▸ Work instructions
For this exercise, restate word for word only the lines from the first line of the data to the line containing "the previous tick.".

[Dataset entries]
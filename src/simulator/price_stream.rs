//! Simulated market-data feed
//!
//! Random-walk price ticks on a fixed cadence. Change figures are measured
//! against the baseline captured when the stream was created, not against
//! the previous tick.

use std::time::Duration;

use chrono::Utc;
use rand::rngs::StdRng;
use rand::{Rng, SeedableRng};
use serde::Serialize;
use tracing::{debug, info};

use super::ticker::{TickControl, Ticker};
use crate::config::PriceStreamConfig;
use crate::domain::RingBuffer;
use crate::mock::{next_price, round_to};
use crate::store::Store;

#[derive(Debug, Clone, Copy, PartialEq, Serialize)]
pub struct PricePoint {
    /// Unix millis
    pub timestamp: i64,
    pub price: f64,
}

#[derive(Debug, Clone, PartialEq, Serialize)]
#[serde(rename_all = "camelCase")]
pub struct PriceStreamState {
    pub is_connected: bool,
    pub current_price: f64,
    pub base_price: f64,
    pub price_change: f64,
    pub price_change_percent: f64,
    /// Oldest first
    pub price_history: RingBuffer<PricePoint>,
}

impl PriceStreamState {
    pub fn new(initial_price: f64, history_capacity: usize, now_ms: i64) -> Self {
        let mut price_history = RingBuffer::new(history_capacity);
        price_history.push_back(PricePoint {
            timestamp: now_ms,
            price: initial_price,
        });

        Self {
            is_connected: true,
            current_price: initial_price,
            base_price: initial_price,
            price_change: 0.0,
            price_change_percent: 0.0,
            price_history,
        }
    }
}

pub struct PriceStream {
    state: Store<PriceStreamState>,
    config: PriceStreamConfig,
    ticker: Ticker,
}

impl PriceStream {
    pub fn new(config: PriceStreamConfig) -> Self {
        let state = PriceStreamState::new(
            config.initial_price,
            config.history_capacity,
            Utc::now().timestamp_millis(),
        );
        Self {
            state: Store::new(state),
            config,
            ticker: Ticker::new("price-stream"),
        }
    }

    pub fn store(&self) -> &Store<PriceStreamState> {
        &self.state
    }

    pub fn snapshot(&self) -> PriceStreamState {
        self.state.get()
    }

    pub fn current_price(&self) -> f64 {
        self.state.read(|s| s.current_price)
    }

    /// Mark the feed connected and (re)start ticking; history is kept
    pub fn connect(&self) {
        self.state.update(|s| s.is_connected = true);

        let state = self.state.clone();
        let volatility = self.config.volatility;
        let mut rng = StdRng::from_entropy();
        if self.ticker.start(
            Duration::from_millis(self.config.tick_interval_ms),
            move || {
                apply_tick(&state, volatility, &mut rng, Utc::now().timestamp_millis());
                TickControl::Continue
            },
        ) {
            info!(
                initial_price = self.config.initial_price,
                interval_ms = self.config.tick_interval_ms,
                "Price stream connected"
            );
        }
    }

    /// Stop ticking and mark the feed disconnected
    pub fn disconnect(&self) {
        self.ticker.stop();
        self.state.update(|s| s.is_connected = false);
        info!("Price stream disconnected");
    }

    pub fn is_ticking(&self) -> bool {
        self.ticker.is_running()
    }

    /// Run one tick synchronously; ignored while disconnected
    pub fn tick_with<R: Rng + ?Sized>(&self, rng: &mut R, now_ms: i64) -> bool {
        apply_tick(&self.state, self.config.volatility, rng, now_ms)
    }
}

fn apply_tick<R: Rng + ?Sized>(
    state: &Store<PriceStreamState>,
    volatility: f64,
    rng: &mut R,
    now_ms: i64,
) -> bool {
    if !state.read(|s| s.is_connected) {
        return false;
    }

    state.update(|s| {
        let price = next_price(rng, s.current_price, volatility);
        let change = price - s.base_price;
        let change_percent = if s.base_price != 0.0 {
            change / s.base_price * 100.0
        } else {
            0.0
        };

        s.current_price = price;
        s.price_change = round_to(change, 2);
        s.price_change_percent = round_to(change_percent, 2);
        s.price_history.push_back(PricePoint {
            timestamp: now_ms,
            price,
        });
        debug!(price, change = s.price_change, "Price tick");
    });
    true
}

#[cfg(test)]
mod tests {
    use super::*;

    fn stream(capacity: usize) -> PriceStream {
        PriceStream::new(PriceStreamConfig {
            history_capacity: capacity,
            ..PriceStreamConfig::default()
        })
    }

    #[test]
    fn test_history_keeps_most_recent() {
        let stream = stream(10);
        let mut rng = StdRng::seed_from_u64(1);
        for i in 1..=25 {
            assert!(stream.tick_with(&mut rng, i));
        }

        let s = stream.snapshot();
        assert_eq!(s.price_history.len(), 10);
        let stamps: Vec<i64> = s.price_history.iter().map(|p| p.timestamp).collect();
        assert_eq!(stamps, (16..=25).collect::<Vec<_>>());
        assert_eq!(s.price_history.back().unwrap().price, s.current_price);
    }

    #[test]
    fn test_change_is_against_baseline() {
        let stream = stream(100);
        let mut rng = StdRng::seed_from_u64(2);
        for i in 0..50 {
            stream.tick_with(&mut rng, i);
        }
        let s = stream.snapshot();
        assert_eq!(s.base_price, 42520.0);
        assert!((s.price_change - round_to(s.current_price - 42520.0, 2)).abs() < 1e-9);
    }

    #[tokio::test(start_paused = true)]
    async fn test_disconnect_halts_and_reconnect_keeps_history() {
        let stream = stream(100);
        stream.connect();
        tokio::time::sleep(Duration::from_millis(3500)).await;
        let before = stream.snapshot().price_history.len();
        assert_eq!(before, 4);

        stream.disconnect();
        assert!(!stream.tick_with(&mut StdRng::seed_from_u64(3), 0));
        tokio::time::sleep(Duration::from_millis(5000)).await;
        assert_eq!(stream.snapshot().price_history.len(), before);

        stream.connect();
        tokio::time::sleep(Duration::from_millis(2500)).await;
        assert_eq!(stream.snapshot().price_history.len(), before + 2);
        assert!(stream.snapshot().is_connected);
    }
}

▸ Written answer
filename src/simulator/price_stream.rs
//! Simulated market-data feed
//!
//! Random-walk price ticks on a fixed cadence. Change figures are measured
//! against the baseline captured when the stream was created, not against
//! the previous tick.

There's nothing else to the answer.